The overwhelming majority of homemakers—81 percent in the United States—are women, the study found, and that puts them at greater risk for financial insecurity in retirement.
For one thing, women tend to live longer, so whatever retirement money they do have has to stretch further. The average life expectancy for a 65-year-old woman today is 86.6, compared with 84.3 for men, according to the Social Security Administration.
Women are more likely than men to lose a partner in old age. In 2013, 49.7 percent of women aged 65 or over were widowed, divorced, or separated, compared with 22.8 percent of men, according to Census Bureau data.
These events often have a devastating effect on women's finances: a woman's household income falls 41 percent after divorce, on average, almost double the decline for men, according to the Government Accountability Office. Women are also more vulnerable in widowhood: after losing a partner their income declines an average of 37 percent, compared with 22 percent for men.

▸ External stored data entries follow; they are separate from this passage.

//! Opaque typed identifiers.
//!
//! Every entity id is `<prefix>_<32 hex>`; the prefix names the table the id
//! resolves to, which is what lets the graph layer address heterogeneous
//! memory entities without runtime type probing.

use uuid::Uuid;

use crate::error::{MemoryError, Result};

/// Maximum identifier length on the wire
pub const MAX_ID_LEN: usize = 64;

/// Session handoff ids (`hof_`)
pub const HANDOFF: &str = "hof";
/// Knowledge note ids (`kn_`)
pub const NOTE: &str = "kn";
/// Capsule ids (`cap_`)
pub const CAPSULE: &str = "cap";
/// Agent feedback ids (`fb_`)
pub const FEEDBACK: &str = "fb";
/// Decision ids (`dec_`)
pub const DECISION: &str = "dec";
/// Edge ids (`edge_`)
pub const EDGE: &str = "edge";
/// Event ids (`evt_`)
pub const EVENT: &str = "evt";
/// Consolidation job ids (`cj_`)
pub const JOB: &str = "cj";

/// Mint a fresh id with the given prefix
pub fn new_id(prefix: &str) -> String {
    format!("{}_{}", prefix, Uuid::new_v4().simple())
}

/// Deterministic edge id: UUIDv5 over the edge's identity plus a nonce
pub fn edge_id(tenant: &str, from: &str, to: &str, edge_type: &str, nonce: &str) -> String {
    let name = format!("{tenant}|{from}|{to}|{edge_type}|{nonce}");
    format!(
        "{}_{}",
        EDGE,
        Uuid::new_v5(&Uuid::NAMESPACE_OID, name.as_bytes()).simple()
    )
}

/// Prefix of an id, if it is well-formed
pub fn prefix_of(id: &str) -> Option<&str> {
    id.split_once('_').map(|(p, _)| p)
}

/// Validate an externally-supplied id
pub fn validate(id: &str) -> Result<()> {
    if id.is_empty() || id.len() > MAX_ID_LEN {
        return Err(MemoryError::Validation(format!(
            "id must be 1..={MAX_ID_LEN} chars, got {}",
            id.len()
        )));
    }
    match prefix_of(id) {
        Some(p) if !p.is_empty() => Ok(()),
        _ => Err(MemoryError::Validation(format!(
            "id '{id}' missing type prefix"
        ))),
    }
}

// ============================================================================
// TESTS
// ============================================================================
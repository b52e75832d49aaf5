//! Error taxonomy for the memory engine.
//!
//! Every fallible operation in the engine returns [`MemoryError`]. The MCP
//! layer maps these onto JSON-RPC error codes; the consolidation engine
//! decides retriability from the variant.

use std::sync::PoisonError;

/// Engine error type
#[non_exhaustive]
#[derive(Debug, thiserror::Error)]
pub enum MemoryError {
    /// Missing or invalid bearer token
    #[error("unauthenticated: {0}")]
    Unauthenticated(String),
    /// Payload carried a tenant_id different from the authenticated tenant
    #[error("tenant mismatch: payload tenant '{payload}' differs from authenticated tenant '{authenticated}'")]
    TenantMismatch {
        /// Tenant id found in the payload
        payload: String,
        /// Tenant id resolved from the bearer token
        authenticated: String,
    },
    /// Missing required field, out-of-range value, bad enum
    #[error("validation error: {0}")]
    Validation(String),
    /// Referenced entity absent in the tenant
    #[error("not found: {0}")]
    NotFound(String),
    /// Unique violation or state transition not permitted
    #[error("conflict: {0}")]
    Conflict(String),
    /// A depends_on edge would create a cycle
    #[error("circular dependency: {0}")]
    CircularDependency(String),
    /// Delete blocked by inbound edges
    #[error("referential integrity: {0}")]
    ReferentialIntegrity(String),
    /// Write attempted on a capsule past its expiry
    #[error("capsule expired: {0}")]
    ExpiredCapsule(String),
    /// Downstream retriable failure (store, embedding, LLM)
    #[error("temporarily unavailable: {0}")]
    TemporaryUnavailable(String),
    /// Request exceeded its deadline
    #[error("deadline exceeded")]
    DeadlineExceeded,
    /// Anything else; logged with context
    #[error("internal error: {0}")]
    Permanent(String),
}

/// Engine result type
pub type Result<T> = std::result::Result<T, MemoryError>;

impl MemoryError {
    /// Whether the operation may succeed on retry
    pub fn is_retriable(&self) -> bool {
        matches!(
            self,
            MemoryError::TemporaryUnavailable(_) | MemoryError::DeadlineExceeded
        )
    }

    /// Stable machine-readable kind, surfaced in error payloads
    pub fn kind(&self) -> &'static str {
        match self {
            MemoryError::Unauthenticated(_) => "unauthenticated",
            MemoryError::TenantMismatch { .. } => "tenant_mismatch",
            MemoryError::Validation(_) => "validation_error",
            MemoryError::NotFound(_) => "not_found",
            MemoryError::Conflict(_) => "conflict",
            MemoryError::CircularDependency(_) => "circular_dependency",
            MemoryError::ReferentialIntegrity(_) => "referential_integrity",
            MemoryError::ExpiredCapsule(_) => "expired_capsule",
            MemoryError::TemporaryUnavailable(_) => "temporary_unavailable",
            MemoryError::DeadlineExceeded => "deadline_exceeded",
            MemoryError::Permanent(_) => "permanent_error",
        }
    }
}

impl From<rusqlite::Error> for MemoryError {
    fn from(err: rusqlite::Error) -> Self {
        match &err {
            rusqlite::Error::SqliteFailure(e, _) => match e.code {
                rusqlite::ErrorCode::DatabaseBusy | rusqlite::ErrorCode::DatabaseLocked => {
                    MemoryError::TemporaryUnavailable(err.to_string())
                }
                rusqlite::ErrorCode::ConstraintViolation => {
                    MemoryError::Conflict(err.to_string())
                }
                _ => MemoryError::Permanent(err.to_string()),
            },
            rusqlite::Error::QueryReturnedNoRows => {
                MemoryError::NotFound("query returned no rows".to_string())
            }
            _ => MemoryError::Permanent(err.to_string()),
        }
    }
}

impl From<serde_json::Error> for MemoryError {
    fn from(err: serde_json::Error) -> Self {
        MemoryError::Validation(err.to_string())
    }
}

impl<T> From<PoisonError<T>> for MemoryError {
    fn from(_: PoisonError<T>) -> Self {
        MemoryError::Permanent("lock poisoned".to_string())
    }
}

// ============================================================================
// TESTS
// ============================================================================
//! Tenant isolation: payload tenant spoofing fails, and no read ever
//! surfaces another tenant's rows, verified both through the dispatcher and
//! by direct store inspection.

use continuum_e2e_tests::{Harness, TOKEN_T1, TOKEN_T2};
use serde_json::{json, Value};

async fn seed_both_tenants(harness: &Harness) {
    for (token, marker) in [(TOKEN_T1, "tenant-one-secret"), (TOKEN_T2, "tenant-two-secret")] {
        harness
            .call(
                token,
                "create_handoff",
                json!({
                    "session_id": "s1",
                    "with_whom": "Callin",
                    "experienced": format!("worked on {marker}"),
                    "noticed": "n",
                    "learned": "l",
                    "remember": marker,
                    "significance": 0.5,
                    "becoming": format!("becoming {marker}")
                }),
            )
            .await
            .unwrap();
        harness
            .call(
                token,
                "create_knowledge_note",
                json!({"text": format!("note about {marker}")}),
            )
            .await
            .unwrap();
        harness
            .call(
                token,
                "agent_feedback",
                json!({"kind": "bug", "text": format!("feedback about {marker}")}),
            )
            .await
            .unwrap();
        harness
            .call(
                token,
                "create_capsule",
                json!({
                    "subject_type": "repo",
                    "subject_id": marker,
                    "audience_agent_ids": ["*"]
                }),
            )
            .await
            .unwrap();
    }
}

#[tokio::test]
async fn payload_tenant_spoofing_fails_on_every_read_tool() {
    let harness = Harness::new();
    seed_both_tenants(&harness).await;

    let spoofed = json!({"tenant_id": "t2"});
    for tool in [
        "get_last_handoff",
        "list_handoffs",
        "get_identity_thread",
        "get_knowledge_notes",
        "list_semantic_principles",
        "get_capsules",
        "get_agent_feedback",
        "get_compression_stats",
        "get_system_health",
        "get_next_actions",
        "get_quick_reference",
    ] {
        let err = harness
            .call(TOKEN_T1, tool, spoofed.clone())
            .await
            .expect_err(&format!("{tool} accepted a spoofed tenant_id"));
        assert_eq!(err.kind, "tenant_mismatch", "{tool}");
        assert_eq!(err.code, -32000, "{tool}");
    }

    // recall and wake_up carry required fields alongside the spoof
    let err = harness
        .call(
            TOKEN_T1,
            "recall",
            json!({"query": "secret", "tenant_id": "t2"}),
        )
        .await
        .unwrap_err();
    assert_eq!(err.kind, "tenant_mismatch");

    let err = harness
        .call(
            TOKEN_T1,
            "wake_up",
            json!({"with_whom": "Callin", "tenant_id": "t2"}),
        )
        .await
        .unwrap_err();
    assert_eq!(err.kind, "tenant_mismatch");
}

fn assert_no_leak(value: &Value) {
    let rendered = value.to_string();
    assert!(
        !rendered.contains("tenant-two-secret"),
        "tenant t2 data leaked: {rendered}"
    );
}

#[tokio::test]
async fn reads_never_return_other_tenants_rows() {
    let harness = Harness::new();
    seed_both_tenants(&harness).await;

    for (tool, args) in [
        ("get_last_handoff", json!({})),
        ("list_handoffs", json!({})),
        ("get_identity_thread", json!({})),
        ("get_knowledge_notes", json!({})),
        ("get_capsules", json!({})),
        ("get_agent_feedback", json!({})),
        ("recall", json!({"query": "secret", "min_similarity": 0.0, "limit": 50})),
        ("wake_up", json!({"with_whom": "Callin"})),
    ] {
        let result = harness.call(TOKEN_T1, tool, args).await.unwrap();
        assert_no_leak(&result);
    }

    // Direct store inspection: every row returned for t1 carries t1
    let store = &harness.engine.store;
    for handoff in store
        .list_handoffs("t1", &continuum_core::HandoffFilter::default(), 100, None)
        .unwrap()
    {
        assert_eq!(handoff.tenant_id, "t1");
    }
    for note in store.list_notes("t1", None, 100).unwrap() {
        assert_eq!(note.tenant_id, "t1");
    }
    for feedback in store.list_feedback("t1", None, 100).unwrap() {
        assert_eq!(feedback.tenant_id, "t1");
    }
    for capsule in store.list_capsules("t1", 100).unwrap() {
        assert_eq!(capsule.tenant_id, "t1");
    }
}

#[tokio::test]
async fn graph_cannot_bridge_tenants() {
    let harness = Harness::new();
    let mine = harness
        .call(TOKEN_T1, "create_knowledge_note", json!({"text": "mine"}))
        .await
        .unwrap()["note_id"]
        .as_str()
        .unwrap()
        .to_string();
    let theirs = harness
        .call(TOKEN_T2, "create_knowledge_note", json!({"text": "theirs"}))
        .await
        .unwrap()["note_id"]
        .as_str()
        .unwrap()
        .to_string();

    // A t1 edge to a t2 node fails endpoint resolution
    let err = harness
        .call(
            TOKEN_T1,
            "create_edge",
            json!({"from_node_id": mine, "to_node_id": theirs, "type": "references"}),
        )
        .await
        .unwrap_err();
    assert_eq!(err.kind, "not_found");

    // Nor can t1 resolve t2's node at all
    let err = harness
        .call(TOKEN_T1, "resolve_node", json!({"node_id": theirs}))
        .await
        .unwrap_err();
    assert_eq!(err.kind, "not_found");
}
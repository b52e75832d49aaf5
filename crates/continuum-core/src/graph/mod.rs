//! Typed graph over memory nodes.
//!
//! Endpoints resolve by id prefix within the tenant. `depends_on` stays a
//! DAG - checked on every insert. The hierarchy is stored as `parent_of`;
//! `child_of` is accepted as input and as a traversal view by flipping
//! endpoints.

use std::collections::{HashSet, VecDeque};
use std::sync::Arc;

use chrono::Utc;
use serde_json::{Map, Value};

use crate::context::RequestContext;
use crate::error::{MemoryError, Result};
use crate::ids;
use crate::model::{Direction, Edge, EdgeType, ResolvedNode, TaskBoard, TaskCard, TraversalHit};
use crate::storage::Store;

/// Maximum traversal depth
pub const MAX_DEPTH: u32 = 5;

/// Graph operations over the store
pub struct GraphService {
    store: Arc<Store>,
}

impl GraphService {
    pub fn new(store: Arc<Store>) -> Self {
        Self { store }
    }

    /// Resolve a node id within the tenant or fail with `NotFound`
    pub fn resolve_node(&self, ctx: &RequestContext, node_id: &str) -> Result<ResolvedNode> {
        ids::validate(node_id)?;
        self.store
            .resolve_node(&ctx.tenant_id, node_id)?
            .ok_or_else(|| MemoryError::NotFound(format!("node '{node_id}' not found")))
    }

    /// Create an edge after resolving both endpoints in the tenant.
    ///
    /// `child_of` input is canonicalized to a flipped `parent_of`.
    /// `depends_on` edges are refused when they would close a cycle.
    pub fn create_edge(
        &self,
        ctx: &RequestContext,
        from_node_id: &str,
        to_node_id: &str,
        edge_type: EdgeType,
        properties: Option<Map<String, Value>>,
    ) -> Result<Edge> {
        self.resolve_node(ctx, from_node_id)?;
        self.resolve_node(ctx, to_node_id)?;

        // Canonical storage direction for the hierarchy is parent_of
        let (from, to, stored_type) = match edge_type {
            EdgeType::ChildOf => (to_node_id, from_node_id, EdgeType::ParentOf),
            other => (from_node_id, to_node_id, other),
        };

        if stored_type == EdgeType::DependsOn {
            self.check_no_cycle(ctx, from, to)?;
        }

        let now = Utc::now();
        let nonce = uuid::Uuid::new_v4().simple().to_string();
        let edge = Edge {
            id: ids::edge_id(&ctx.tenant_id, from, to, stored_type.as_str(), &nonce),
            tenant_id: ctx.tenant_id.clone(),
            from_node_id: from.to_string(),
            to_node_id: to.to_string(),
            edge_type: stored_type,
            properties: properties.unwrap_or_default(),
            created_at: now,
            updated_at: now,
        };
        self.store.insert_edge(&edge)?;
        self.store
            .append_event(&ctx.tenant_id, "edge.created", &edge.id)?;
        Ok(edge)
    }

    /// Walk `depends_on` edges from `to`; reaching `from` closes a cycle
    fn check_no_cycle(&self, ctx: &RequestContext, from: &str, to: &str) -> Result<()> {
        if from == to {
            return Err(MemoryError::CircularDependency(format!(
                "'{from}' cannot depend on itself"
            )));
        }
        let mut visited: HashSet<String> = HashSet::new();
        let mut frontier = vec![to.to_string()];
        while let Some(node) = frontier.pop() {
            ctx.check_deadline()?;
            if node == from {
                return Err(MemoryError::CircularDependency(format!(
                    "'{from}' -> '{to}' would close a dependency cycle"
                )));
            }
            if !visited.insert(node.clone()) {
                continue;
            }
            frontier.extend(self.store.depends_on_targets(&ctx.tenant_id, &node)?);
        }
        Ok(())
    }

    /// Edges touching a node. A `child_of` filter is answered from the
    /// stored `parent_of` rows with the direction flipped.
    pub fn get_edges(
        &self,
        ctx: &RequestContext,
        node_id: &str,
        direction: Direction,
        edge_type: Option<EdgeType>,
    ) -> Result<Vec<Edge>> {
        self.resolve_node(ctx, node_id)?;
        let (stored_type, direction) = match edge_type {
            Some(EdgeType::ChildOf) => (Some(EdgeType::ParentOf), flip(direction)),
            other => (other, direction),
        };
        self.store
            .edges_for_node(&ctx.tenant_id, node_id, direction, stored_type)
    }

    /// Breadth-first traversal from a node, cycle-safe across edge types.
    ///
    /// `depth` must be in `1..=MAX_DEPTH`; results carry the hop count.
    pub fn traverse(
        &self,
        ctx: &RequestContext,
        node_id: &str,
        edge_type: Option<EdgeType>,
        direction: Direction,
        depth: u32,
    ) -> Result<Vec<TraversalHit>> {
        if depth < 1 || depth > MAX_DEPTH {
            return Err(MemoryError::Validation(format!(
                "depth must be in 1..={MAX_DEPTH}, got {depth}"
            )));
        }
        self.resolve_node(ctx, node_id)?;

        let (stored_type, direction) = match edge_type {
            Some(EdgeType::ChildOf) => (Some(EdgeType::ParentOf), flip(direction)),
            other => (other, direction),
        };

        let mut visited: HashSet<String> = HashSet::from([node_id.to_string()]);
        let mut queue: VecDeque<(String, u32)> = VecDeque::from([(node_id.to_string(), 0)]);
        let mut hits = Vec::new();

        while let Some((current, current_depth)) = queue.pop_front() {
            ctx.check_deadline()?;
            if current_depth >= depth {
                continue;
            }
            let edges =
                self.store
                    .edges_for_node(&ctx.tenant_id, &current, direction, stored_type)?;
            for edge in edges {
                let neighbor = if edge.from_node_id == current {
                    edge.to_node_id.clone()
                } else {
                    edge.from_node_id.clone()
                };
                if !visited.insert(neighbor.clone()) {
                    continue;
                }
                // Dangling endpoints are skipped rather than failing the walk
                let Some(node) = self.store.resolve_node(&ctx.tenant_id, &neighbor)? else {
                    continue;
                };
                hits.push(TraversalHit {
                    node,
                    edge,
                    depth: current_depth + 1,
                });
                queue.push_back((neighbor, current_depth + 1));
            }
        }
        Ok(hits)
    }

    /// JSON-merge into an edge's property bag
    pub fn update_edge_properties(
        &self,
        ctx: &RequestContext,
        edge_id: &str,
        updates: Map<String, Value>,
    ) -> Result<Edge> {
        let mut edge = self
            .store
            .get_edge(&ctx.tenant_id, edge_id)?
            .ok_or_else(|| MemoryError::NotFound(format!("edge '{edge_id}' not found")))?;
        for (key, value) in updates {
            if value.is_null() {
                edge.properties.remove(&key);
            } else {
                edge.properties.insert(key, value);
            }
        }
        let now = Utc::now();
        self.store
            .set_edge_properties(&ctx.tenant_id, edge_id, &edge.properties, now)?;
        edge.updated_at = now;
        self.store
            .append_event(&ctx.tenant_id, "edge.updated", edge_id)?;
        Ok(edge)
    }

    pub fn delete_edge(&self, ctx: &RequestContext, edge_id: &str) -> Result<()> {
        self.store.delete_edge(&ctx.tenant_id, edge_id)?;
        self.store
            .append_event(&ctx.tenant_id, "edge.deleted", edge_id)?;
        Ok(())
    }

    /// Kanban projection: `parent_of` children grouped by `properties.status`
    pub fn get_project_tasks(
        &self,
        ctx: &RequestContext,
        project_node_id: &str,
    ) -> Result<TaskBoard> {
        self.resolve_node(ctx, project_node_id)?;
        let edges = self.store.edges_for_node(
            &ctx.tenant_id,
            project_node_id,
            Direction::Out,
            Some(EdgeType::ParentOf),
        )?;
        let mut board = TaskBoard::default();
        for edge in edges {
            let Some(node) = self
                .store
                .resolve_node(&ctx.tenant_id, &edge.to_node_id)?
            else {
                continue;
            };
            board.push(TaskCard {
                node_id: node.node_id,
                text: node.text,
                properties: edge.properties,
            });
        }
        Ok(board)
    }
}

fn flip(direction: Direction) -> Direction {
    match direction {
        Direction::In => Direction::Out,
        Direction::Out => Direction::In,
        Direction::Both => Direction::Both,
    }
}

In addition, while women have been gaining confidence when it comes to managing money, a study by Prudential found that just one-third gave themselves an "A" for their money management skills.
"In the U.S. and other countries, it's a hangover from prior generations in which women were not involved in family finances," said Catherine Collinson, head of both centers. She also faulted the paucity of information sources for women. "In our own scan of available websites that are geared toward women, there is a greater emphasis on bridal gowns than budgets," she said.
Researchers found that homemakers were more likely than other workers to associate negative outcomes, such as ill health, insecurity and poverty, with retirement.
Homemakers are not just hurting themselves with habits like not being habitual savers. (Just 29 percent of homemakers with children described themselves as habitual savers in the new study.) They also risk sending negative messages to the children they are caring for. But Collinson said the new findings can serve as a wake-up call that changes this trajectory.
"This is a huge opportunity for homemakers. By getting involved in family finances, they can also get involved in teaching their kids about money," Collinson said. "Children are greatly influenced by their parents. By increasing their attention to household finances and even making kids part of the conversation—as appropriate—they can also go a long way toward shaping their children's financial future."
Correction: An earlier version of this story misstated the name of the Transamerica Center for Retirement Studies.